In winning The Berkhamsted Trophy, Lewis posted scores of 67 and 66 for a nine-under-par total of 133, the lowest ever aggregate for the tournament in its 36-hole format.
 
Such golfing pyrotechnics on a lay-out that, bearing the hallmark of celebrated golf course architect James Braid, is regularly ranked among the top 100 in England are an exception as opposed to the norm.
 
The course, which sits in area of outstanding natural beauty, its fairways flanked by gorse, heather and trees, has repelled the challenge created by the technological advances in golf equipment.
 
At 6,605 yards in length off the white tees, the course should be at the mercy of golfers who are equipped with distance measuring devices, armed with finely-engineered clubs and thus capable of dispatching compliant golf balls gargantuan distances.
 
However, scores in the Berkhamsted Trophy, a world ranking amateur event, prove otherwise. In the past two decades they have not improved.
 
All of which goes to show that a course modest in length and bunker-free presents a substantial challenge to the very best amateurs, never mind less accomplished golfers.
 
That the course is bunker-free also suggests it is conducive to some spectacular scoring but the grassy mounds that are in situ where one would expect to find sand traps present a different and tricky set of challenges.
 
The absence of bunkers is in line with the club’s policy of rejecting man-made hazards. Bunkers, for example, are indigenous to links golf. In which case why introduce them to a course in land-locked Hertfordshire?
 
It also complies with, wherever possible, the club’s policy to let nature take its course.

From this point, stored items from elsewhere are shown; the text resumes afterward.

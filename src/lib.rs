#![doc = r#"
Remora library crate.

Remote-memory transport building blocks over an opaque vendor NIC: remote
atomic memory operations (with 32-bit atomics emulated on the provider's
64-bit primitives) and an unreliable-datagram active-message transport.

Modules:
- amo: word-packing helpers, the 32-bit emulation loops, and the public
  atomic operations
- config: recognized configuration knobs and their defaults
- pending: parked retry requests and the per-endpoint dispatch arbiter
- pool: typed free-list pools backing transport descriptors
- provider: the vendor NIC trait and the process-wide gate serializing it
- rdma: atomic-post descriptors and the completion-queue progress loop
- status: crate-wide status codes
- timer: slow-timer pacing for async progress
- udt: the datagram transport (endpoints, wildcard receive, callback
  dispatch)

In tests, the scriptable mock provider lives under `crate::test_utils`.
"#]

pub mod amo;
pub mod config;
pub mod pending;
pub mod pool;
pub mod provider;
pub mod rdma;
pub mod status;
pub mod timer;
pub mod udt;

// Re-export the surface upper layers touch most.
pub use config::{AllocPolicy, RdmaConfig, UdtConfig};
pub use pending::PendingReq;
pub use provider::{Nic, NicEp, ProviderGate, Rkey, DATAGRAM_MAX_SIZE, UDT_ANY};
pub use rdma::RdmaIface;
pub use status::{Error, Result};
pub use udt::{AmAction, AmFlags, AmMessage, DescToken, IfaceAttr, IfaceFlags, UdtIface, MAX_AM};

// Shared test utilities (only compiled for tests)
#[cfg(test)]
pub mod test_utils;
/*!
Datagram endpoint: the single-post send path and endpoint teardown.

Invariant: at most one datagram is in flight per endpoint. A send while
`posted_desc` is occupied fails with `NoResource`; the caller either retries
after progress or parks a pending request. Because only one post exists at a
time, per-endpoint completions arrive in submission order.

Endpoints are owned by the interface and addressed by their hash key, which
doubles as the datagram id the provider matches on. Id 0 is reserved for the
wildcard receive.
*/

use std::collections::VecDeque;

use log::{debug, error, trace, warn};

use crate::pending::PendingReq;
use crate::provider::{NicEp, PostState, DATAGRAM_MAX_SIZE};
use crate::status::{Error, Result};

use super::desc::UdtDesc;
use super::iface::{UdtIface, MAX_AM};
use super::wire::{MsgType, UDT_HEADER_LEN};

pub(crate) struct UdtEp {
    pub(crate) nic_ep: NicEp,
    /// Datagram id this endpoint posts under; also its key in the
    /// interface's endpoint table.
    pub(crate) hash_key: u64,
    pub(crate) outstanding: u32,
    /// The single in-flight descriptor, if any.
    pub(crate) posted_desc: Option<Box<UdtDesc>>,
    pub(crate) pending: VecDeque<PendingReq>,
}

impl UdtIface {
    /// Send a short active message: an 8-byte immediate header plus
    /// `payload`, copied into a transport descriptor.
    pub fn am_short(&mut self, ep: u64, id: u8, header: u64, payload: &[u8]) -> Result<()> {
        if (id as usize) >= MAX_AM {
            return Err(Error::InvalidParam("active-message id out of range"));
        }
        let max = DATAGRAM_MAX_SIZE - UDT_HEADER_LEN - std::mem::size_of_val(&header);
        if payload.len() > max {
            return Err(Error::InvalidParam("payload exceeds active-message limit"));
        }
        trace!("TX: AM_SHORT am_id {id} length {}", payload.len());
        self.am_common_send(ep, id, |desc| desc.pack_short(header, payload))
            .map(|_| ())
    }

    /// Send an active message packed by the caller directly into the send
    /// buffer. Returns the packed byte count reported by `pack`.
    pub fn am_bcopy(
        &mut self,
        ep: u64,
        id: u8,
        pack: impl FnOnce(&mut [u8]) -> usize,
    ) -> Result<usize> {
        if (id as usize) >= MAX_AM {
            return Err(Error::InvalidParam("active-message id out of range"));
        }
        trace!("TX: AM_BCOPY am_id {id}");
        self.am_common_send(ep, id, |desc| {
            desc.pack_bcopy(pack);
        })
    }

    // Shared send path. `fill` writes the payload and the send length into
    // the descriptor; the header type and am id are stamped here.
    fn am_common_send(
        &mut self,
        ep_id: u64,
        id: u8,
        fill: impl FnOnce(&mut UdtDesc),
    ) -> Result<usize> {
        let ep = self
            .eps
            .get_mut(&ep_id)
            .ok_or(Error::InvalidParam("unknown endpoint"))?;
        if ep.posted_desc.is_some() {
            trace!("endpoint {:#x} already has a datagram in flight", ep.hash_key);
            return Err(Error::NoResource);
        }

        let Some(mut desc) = self.free_desc.get() else {
            return Err(Error::NoResource);
        };
        debug!("got descriptor for active-message send");
        // Prime the receive side: an ack-only reply decodes as EMPTY.
        desc.reset();

        fill(&mut desc);
        desc.send_header.am_id = id;
        desc.send_header.msg_type = MsgType::Payload;
        let length = desc.send_header.length as usize;
        assert!(
            length <= DATAGRAM_MAX_SIZE,
            "datagram payload exceeds the provider segment size"
        );

        let msg = desc.send_bytes();
        let posted =
            self.provider
                .lock()
                .post_datagram(ep.nic_ep, ep.hash_key, &msg, DATAGRAM_MAX_SIZE);
        match posted {
            Ok(()) => {
                ep.posted_desc = Some(desc);
                ep.outstanding += 1;
                self.outstanding += 1;
                Ok(length)
            }
            // The transport built this post itself; a parameter rejection
            // is a provider contract breach, not a runtime condition.
            Err(Error::InvalidParam(reason)) => {
                panic!("provider rejected datagram post parameters: {reason}")
            }
            Err(e) => {
                self.free_desc.put(desc);
                Err(e)
            }
        }
    }

    /// Tear an endpoint down. An in-flight post is canceled and drained
    /// under the provider gate before the endpoint is destroyed.
    pub fn destroy_ep(&mut self, ep_id: u64) -> Result<()> {
        let mut ep = self
            .eps
            .remove(&ep_id)
            .ok_or(Error::InvalidParam("unknown endpoint"))?;
        self.arbiter.deschedule(ep_id);
        if !ep.pending.is_empty() {
            debug!(
                "dropping {} pending request(s) on endpoint {ep_id:#x} teardown",
                ep.pending.len()
            );
            ep.pending.clear();
        }

        if let Some(desc) = ep.posted_desc.take() {
            let mut nic = self.provider.lock();
            if let Err(e) = nic.cancel_datagram(ep.nic_ep, ep.hash_key) {
                error!("datagram cancel failed on endpoint teardown: {e}");
            }
            let waited = nic.wait_datagram(ep.nic_ep, ep.hash_key);
            drop(nic);
            match waited {
                Ok(wait) => {
                    assert!(
                        wait.state == PostState::Terminated,
                        "canceled datagram post did not terminate"
                    );
                    ep.outstanding -= 1;
                    self.outstanding -= 1;
                    self.free_desc.put(desc);
                }
                Err(e) => {
                    // The post state is unknown; the descriptor cannot be
                    // reused and is dropped. Pool cleanup will report it.
                    error!("wait after cancel failed on endpoint teardown: {e}");
                }
            }
        }
        if ep.outstanding != 0 {
            warn!(
                "endpoint {ep_id:#x} destroyed with outstanding count {}",
                ep.outstanding
            );
        }
        self.provider.lock().destroy_ep(ep.nic_ep)
    }

    /// Park a retry request on the endpoint; dispatched one per progress
    /// pass via the interface arbiter.
    pub fn ep_pending_add(&mut self, ep: u64, req: PendingReq) -> Result<()> {
        let entry = self
            .eps
            .get_mut(&ep)
            .ok_or(Error::InvalidParam("unknown endpoint"))?;
        entry.pending.push_back(req);
        self.arbiter.schedule(ep);
        Ok(())
    }

    /// Drop every pending request parked on the endpoint. Returns how many
    /// were discarded.
    pub fn ep_pending_purge(&mut self, ep: u64) -> Result<usize> {
        let entry = self
            .eps
            .get_mut(&ep)
            .ok_or(Error::InvalidParam("unknown endpoint"))?;
        let purged = entry.pending.len();
        entry.pending.clear();
        self.arbiter.deschedule(ep);
        Ok(purged)
    }

    /// `Ok` iff the endpoint has nothing in flight and nothing pending;
    /// otherwise progresses once and reports `NoResource` so the caller
    /// retries.
    pub fn ep_flush(&mut self, ep: u64) -> Result<()> {
        let entry = self
            .eps
            .get(&ep)
            .ok_or(Error::InvalidParam("unknown endpoint"))?;
        if entry.outstanding == 0 && entry.pending.is_empty() {
            return Ok(());
        }
        self.progress();
        Err(Error::NoResource)
    }
}
//! Static-markup sources read with CSS selectors.
//!
//! The page is fetched with a single GET and parsed with [`scraper`]. The
//! first element matching the `item` selector is the latest headline; title,
//! link and id are read from inside it.

use super::body::{BodyRules, extract_body};
use super::{NewsSource, resolve_link};
use crate::config::SourceConfig;
use crate::error::{ConfigError, FetchError};
use crate::http::HttpFetcher;
use crate::models::Item;
use async_trait::async_trait;
use scraper::{Html, Selector};
use tracing::{debug, info, instrument};
use url::Url;

/// Selector strings for an [`HtmlSource`], as written in the config.
pub struct HtmlRules<'a> {
    pub item: &'a str,
    pub title: &'a str,
    pub link: &'a str,
    pub id_attr: &'a str,
}

pub struct HtmlSource {
    name: String,
    url: String,
    base: Url,
    item: Selector,
    title: Selector,
    link: Selector,
    id_attr: String,
    body: BodyRules,
    http: HttpFetcher,
}

fn parse_selector(source: &str, css: &str) -> Result<Selector, ConfigError> {
    Selector::parse(css)
        .map_err(|e| ConfigError::Invalid(format!("source {source:?}: bad selector {css:?}: {e}")))
}

impl HtmlSource {
    pub fn new(config: &SourceConfig, rules: HtmlRules<'_>, http: HttpFetcher) -> Result<Self, ConfigError> {
        let base = Url::parse(&config.url)
            .map_err(|e| ConfigError::Invalid(format!("source {:?}: bad url: {e}", config.name)))?;
        Ok(Self {
            name: config.name.clone(),
            url: config.url.clone(),
            base,
            item: parse_selector(&config.name, rules.item)?,
            title: parse_selector(&config.name, rules.title)?,
            link: parse_selector(&config.name, rules.link)?,
            id_attr: rules.id_attr.to_string(),
            body: config.body.clone(),
            http,
        })
    }

    /// Pull the latest item out of a fetched page.
    pub fn extract(&self, html: &str) -> Result<Item, FetchError> {
        let document = Html::parse_document(html);
        let not_found = |what: &str| FetchError::not_found(&self.url, what);

        let item = document
            .select(&self.item)
            .next()
            .ok_or_else(|| not_found("item container"))?;

        let title = item
            .select(&self.title)
            .next()
            .map(|el| el.text().collect::<String>())
            .ok_or_else(|| not_found("item title"))?;

        let href = item
            .select(&self.link)
            .next()
            .and_then(|el| el.value().attr("href"))
            .ok_or_else(|| not_found("item link"))?;
        let link = resolve_link(&self.base, href).ok_or_else(|| not_found("resolvable item link"))?;

        let id = item
            .value()
            .attr(&self.id_attr)
            .ok_or_else(|| not_found(&format!("item attribute {}", self.id_attr)))?;

        debug!(%id, %title, %link, "Found news item");
        Item::new(id, title.split_whitespace().collect::<Vec<_>>().join(" "), link)
            .ok_or_else(|| not_found("non-empty item fields"))
    }
}

#[async_trait]
impl NewsSource for HtmlSource {
    fn name(&self) -> &str {
        &self.name
    }

    fn source_url(&self) -> &str {
        &self.url
    }

    #[instrument(level = "info", skip_all, fields(source = %self.name))]
    async fn fetch_latest(&self) -> Result<Option<Item>, FetchError> {
        let html = self.http.get_page(&self.url).await?;
        let item = self.extract(&html)?;
        info!(id = %item.id, "Fetched latest item");
        Ok(Some(item))
    }

    #[instrument(level = "info", skip_all, fields(source = %self.name, %link))]
    async fn fetch_body(&self, link: &str) -> Result<Option<String>, FetchError> {
        let html = self.http.get_page(link).await?;
        Ok(extract_body(&html, &self.body))
    }
}

#[cfg(test)]
mod tests {
    use super::*;
    use crate::config::SourceKind;
    use crate::session::RetryPolicy;
    use std::time::Duration;

    const PAGE: &str = r#"<html><body>
      <div class="item js-rm-central-column-item item_big" data-id="42">
        <a class="item__link" href="/crypto/news/42">
          <span class="item__title">
            Bitcoin   breaks
            record
          </span>
        </a>
      </div>
      <div class="item js-rm-central-column-item" data-id="41">
        <a class="item__link" href="/crypto/news/41"><span class="item__title">Older</span></a>
      </div>
    </body></html>"#;

    fn source(id_attr: &str) -> HtmlSource {
        let config = SourceConfig {
            name: "rbc_crypto".into(),
            url: "https://www.rbc.ru/crypto/".into(),
            kind: SourceKind::Html {
                item: String::new(),
                title: String::new(),
                link: String::new(),
                id_attr: String::new(),
            },
            body: BodyRules::default(),
        };
        let http = HttpFetcher::new("test", Duration::from_secs(5), RetryPolicy::default()).unwrap();
        HtmlSource::new(
            &config,
            HtmlRules {
                item: "div.item.js-rm-central-column-item",
                title: "span.item__title",
                link: "a.item__link",
                id_attr,
            },
            http,
        )
        .unwrap()
    }

    #[test]
    fn test_extracts_first_item() {
        let item = source("data-id").extract(PAGE).unwrap();
        assert_eq!(item.id, "42");
        assert_eq!(item.title, "Bitcoin breaks record");
        assert_eq!(item.link, "https://www.rbc.ru/crypto/news/42");
    }

    #[test]
    fn test_missing_container_is_not_found() {
        let err = source("data-id").extract("<html><body></body></html>").unwrap_err();
        match err {
            FetchError::NotFound { url, what } => {
                assert_eq!(url, "https://www.rbc.ru/crypto/");
                assert_eq!(what, "item container");
            }
            other => panic!("unexpected {other:?}"),
        }
    }

    #[test]
    fn test_missing_id_attribute_is_not_found() {
        let err = source("data-news-id").extract(PAGE).unwrap_err();
        assert!(matches!(err, FetchError::NotFound { .. }));
    }

    #[test]
    fn test_empty_title_is_not_found() {
        let page = r#"<div class="item js-rm-central-column-item" data-id="1">
            <a class="item__link" href="/x"><span class="item__title">  </span></a></div>"#;
        assert!(matches!(source("data-id").extract(page), Err(FetchError::NotFound { .. })));
    }

    #[test]
    fn test_same_page_yields_same_id() {
        let s = source("data-id");
        assert_eq!(s.extract(PAGE).unwrap(), s.extract(PAGE).unwrap());
    }
}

Which is why a course that was almost devoid of trees when it was first played is now well-populated with them.
 
So much so that playing through what are effectively tunnels of trees cranks up the anticipation as to what the next hole will offer.
 
Three of those are par fives, all in excess of 500 yards long; another quartet are par threes, the remainder par fours which, played from the white tees, range in length from 335 to a daunting 459 yards.